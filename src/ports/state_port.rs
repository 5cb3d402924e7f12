//! State persistence port trait.

use crate::domain::error::CandlegateError;
use crate::domain::state::StateSnapshot;

pub trait StateStore {
    /// Replace the stored records with `snapshots`.
    fn save(&self, snapshots: &[StateSnapshot]) -> Result<(), CandlegateError>;

    /// Every stored record. An absent store yields an empty list.
    fn load(&self) -> Result<Vec<StateSnapshot>, CandlegateError>;

    /// Remove one symbol's record, or all of them when `symbol` is `None`.
    fn clear(&self, symbol: Option<&str>) -> Result<(), CandlegateError> {
        let kept: Vec<StateSnapshot> = match symbol {
            Some(s) => self.load()?.into_iter().filter(|r| r.symbol != s).collect(),
            None => Vec::new(),
        };
        self.save(&kept)
    }
}

/// Keeps nothing. Used by dry replays that must not touch the live store.
pub struct NullStateStore;

impl StateStore for NullStateStore {
    fn save(&self, _snapshots: &[StateSnapshot]) -> Result<(), CandlegateError> {
        Ok(())
    }

    fn load(&self) -> Result<Vec<StateSnapshot>, CandlegateError> {
        Ok(Vec::new())
    }
}
//! Saved plan persistence with file locking.
//!
//! Each user's saved plan lives in its own JSON document under the store
//! directory, next to a `<user>.lock` file that is never replaced. Every
//! operation on a user's plan locks that file: shared for reads, exclusive
//! for writes. `update` holds the exclusive lock across the whole
//! read-modify-write, so concurrent `wplan check` processes cannot drop each
//! other's marks. Documents are written to a temp file and renamed over the
//! previous one.

use crate::{Error, Result, SavedPlan};
use fs2::FileExt;
use std::fs::{File, OpenOptions};
use std::io::{Read, Write};
use std::path::{Path, PathBuf};
use tempfile::NamedTempFile;

/// Storage for saved plans keyed by an opaque user id
pub trait PlanStore {
    /// Load the user's saved plan, `None` if there is none
    fn load(&self, user_id: &str) -> Result<Option<SavedPlan>>;

    /// Save the user's plan, replacing any previous one
    fn save(&self, user_id: &str, plan: &SavedPlan) -> Result<()>;

    /// Remove the user's saved plan, returning whether one existed
    fn remove(&self, user_id: &str) -> Result<bool>;
}

/// One pretty-printed JSON file per user
pub struct JsonPlanStore {
    dir: PathBuf,
}

/// Held lock on a user's lock file, released on drop
struct UserLock {
    file: File,
}

impl Drop for UserLock {
    fn drop(&mut self) {
        let _ = self.file.unlock();
    }
}

impl JsonPlanStore {
    /// Create a store rooted at `dir` (created on first save)
    pub fn new(dir: impl Into<PathBuf>) -> Self {
        Self { dir: dir.into() }
    }

    pub fn dir(&self) -> &Path {
        &self.dir
    }

    /// Path of the document holding a user's plan
    pub fn plan_path(&self, user_id: &str) -> Result<PathBuf> {
        validate_user_id(user_id)?;
        Ok(self.dir.join(format!("{}.json", user_id)))
    }

    /// Path of the file locked around every access to a user's plan
    pub fn lock_path(&self, user_id: &str) -> Result<PathBuf> {
        validate_user_id(user_id)?;
        Ok(self.dir.join(format!("{}.lock", user_id)))
    }

    /// Load the user's plan, modify it, and save it back
    ///
    /// The user's exclusive lock is held from the read until the new document
    /// is in place, so concurrent updates are applied one after another.
    /// Fails with [`Error::NoSavedPlan`] when the user has nothing saved.
    pub fn update<F>(&self, user_id: &str, f: F) -> Result<SavedPlan>
    where
        F: FnOnce(&mut SavedPlan) -> Result<()>,
    {
        let path = self.plan_path(user_id)?;
        let _lock = self.lock_user(user_id, true)?;

        let mut saved = read_document(&path)
            .ok_or_else(|| Error::NoSavedPlan(user_id.to_string()))?;
        f(&mut saved)?;
        self.write_document(&path, &saved)?;

        tracing::debug!("Updated saved plan for {:?}", user_id);
        Ok(saved)
    }

    fn lock_user(&self, user_id: &str, exclusive: bool) -> Result<UserLock> {
        let path = self.lock_path(user_id)?;
        std::fs::create_dir_all(&self.dir)?;

        let file = OpenOptions::new()
            .read(true)
            .write(true)
            .create(true)
            .truncate(false)
            .open(&path)?;
        if exclusive {
            file.lock_exclusive()?;
        } else {
            file.lock_shared()?;
        }
        Ok(UserLock { file })
    }

    /// Callers must hold the user's exclusive lock
    fn write_document(&self, path: &Path, plan: &SavedPlan) -> Result<()> {
        // Temp file in the same directory so the rename stays atomic
        let temp = NamedTempFile::new_in(&self.dir)?;

        {
            let mut writer = std::io::BufWriter::new(temp.as_file());
            serde_json::to_writer_pretty(&mut writer, plan)?;
            writer.write_all(b"\n")?;
            writer.flush()?;
        }

        temp.as_file().sync_all()?;
        temp.persist(path).map_err(|e| Error::Io(e.error))?;
        Ok(())
    }
}

impl PlanStore for JsonPlanStore {
    /// Unreadable or corrupted documents are logged and treated as absent.
    fn load(&self, user_id: &str) -> Result<Option<SavedPlan>> {
        let path = self.plan_path(user_id)?;
        if !path.exists() {
            tracing::debug!("No saved plan for {:?} at {:?}", user_id, path);
            return Ok(None);
        }

        let _lock = self.lock_user(user_id, false)?;
        let saved = read_document(&path);
        if saved.is_some() {
            tracing::debug!("Loaded saved plan for {:?} from {:?}", user_id, path);
        }
        Ok(saved)
    }

    fn save(&self, user_id: &str, plan: &SavedPlan) -> Result<()> {
        let path = self.plan_path(user_id)?;
        let _lock = self.lock_user(user_id, true)?;
        self.write_document(&path, plan)?;

        tracing::info!("Saved plan {:?} for {:?}", plan.plan.title, user_id);
        Ok(())
    }

    /// The lock file stays behind so waiting processes keep locking the same inode.
    fn remove(&self, user_id: &str) -> Result<bool> {
        let path = self.plan_path(user_id)?;
        if !path.exists() {
            return Ok(false);
        }

        let _lock = self.lock_user(user_id, true)?;
        match std::fs::remove_file(&path) {
            Ok(()) => {
                tracing::info!("Removed saved plan for {:?}", user_id);
                Ok(true)
            }
            Err(e) if e.kind() == std::io::ErrorKind::NotFound => Ok(false),
            Err(e) => Err(e.into()),
        }
    }
}

/// Read and decode a plan document, `None` when it is missing or unusable
fn read_document(path: &Path) -> Option<SavedPlan> {
    let mut contents = String::new();
    match File::open(path) {
        Ok(file) => {
            let mut reader = std::io::BufReader::new(file);
            if let Err(e) = reader.read_to_string(&mut contents) {
                tracing::warn!("Failed to read saved plan {:?}: {}. Ignoring it.", path, e);
                return None;
            }
        }
        Err(e) if e.kind() == std::io::ErrorKind::NotFound => return None,
        Err(e) => {
            tracing::warn!("Unable to open saved plan {:?}: {}. Ignoring it.", path, e);
            return None;
        }
    }

    match serde_json::from_str::<SavedPlan>(&contents) {
        Ok(saved) => Some(saved),
        Err(e) => {
            tracing::warn!("Failed to parse saved plan {:?}: {}. Ignoring it.", path, e);
            None
        }
    }
}

/// User ids become file names, so only a conservative character set is allowed
fn validate_user_id(user_id: &str) -> Result<()> {
    let allowed = |c: char| c.is_ascii_alphanumeric() || matches!(c, '_' | '-' | '.' | '@');
    if user_id.is_empty() || user_id.starts_with('.') || !user_id.chars().all(allowed) {
        return Err(Error::InvalidUserId(user_id.to_string()));
    }
    Ok(())
}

• [Task item]
Where a line in the listing above includes the string "when", copy that line.

• [Response area]
    /// Remove one symbol's record, or all of them when `symbol` is `None`.
    /// Fails with [`Error::NoSavedPlan`] when the user has nothing saved.
/// Read and decode a plan document, `None` when it is missing or unusable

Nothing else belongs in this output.